The output should be the line containing "take their defaults." and every later line of the records, exactly as written, and nothing else.
──────── Data supplied ────────
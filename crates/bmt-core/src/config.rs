use std::path::Path;

use bmt_store::FileStoreConfig;
use serde::{Deserialize, Serialize};

use crate::error::{BmtError, BmtResult};

/// Bucket count used by [`compute_root`](crate::compute_root) and
/// [`commit_write_set`](crate::commit_write_set).
///
/// Changing it changes every root, so it is part of the persisted format.
pub const DEFAULT_CAPACITY: usize = 1024;

/// Tunables for building bucket indices and opening stores.
#[derive(Clone, Debug, PartialEq, Eq, Serialize, Deserialize)]
#[serde(default)]
pub struct BmtConfig {
    /// Number of bucket slots.
    pub capacity: usize,
    /// Settings for the file-backed store.
    pub store: FileStoreConfig,
}

impl Default for BmtConfig {
    fn default() -> Self {
        Self {
            capacity: DEFAULT_CAPACITY,
            store: FileStoreConfig::default(),
        }
    }
}

impl BmtConfig {
    /// Parse a TOML document. Missing fields take their defaults.
    pub fn from_toml_str(s: &str) -> BmtResult<Self> {
        let config: Self = toml::from_str(s).map_err(|e| BmtError::Config(e.to_string()))?;
        config.validate()?;
        Ok(config)
    }

    /// Load and validate a TOML config file.
    pub fn load(path: &Path) -> BmtResult<Self> {
        let text = std::fs::read_to_string(path)
            .map_err(|e| BmtError::Config(format!("{}: {e}", path.display())))?;
        Self::from_toml_str(&text)
    }

    /// Reject configurations no index can be built from.
    pub fn validate(&self) -> BmtResult<()> {
        if self.capacity == 0 {
            return Err(BmtError::InvalidCapacity(self.capacity));
        }
        Ok(())
    }
}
────────
:: Worked solution ::
    /// Parse a TOML document. Missing fields take their defaults.
    pub fn from_toml_str(s: &str) -> BmtResult<Self> {
        let config: Self = toml::from_str(s).map_err(|e| BmtError::Config(e.to_string()))?;
        config.validate()?;
        Ok(config)
    }

    /// Load and validate a TOML config file.
    pub fn load(path: &Path) -> BmtResult<Self> {
        let text = std::fs::read_to_string(path)
            .map_err(|e| BmtError::Config(format!("{}: {e}", path.display())))?;
        Self::from_toml_str(&text)
    }

    /// Reject configurations no index can be built from.
    pub fn validate(&self) -> BmtResult<()> {
        if self.capacity == 0 {
            return Err(BmtError::InvalidCapacity(self.capacity));
        }
        Ok(())
    }
}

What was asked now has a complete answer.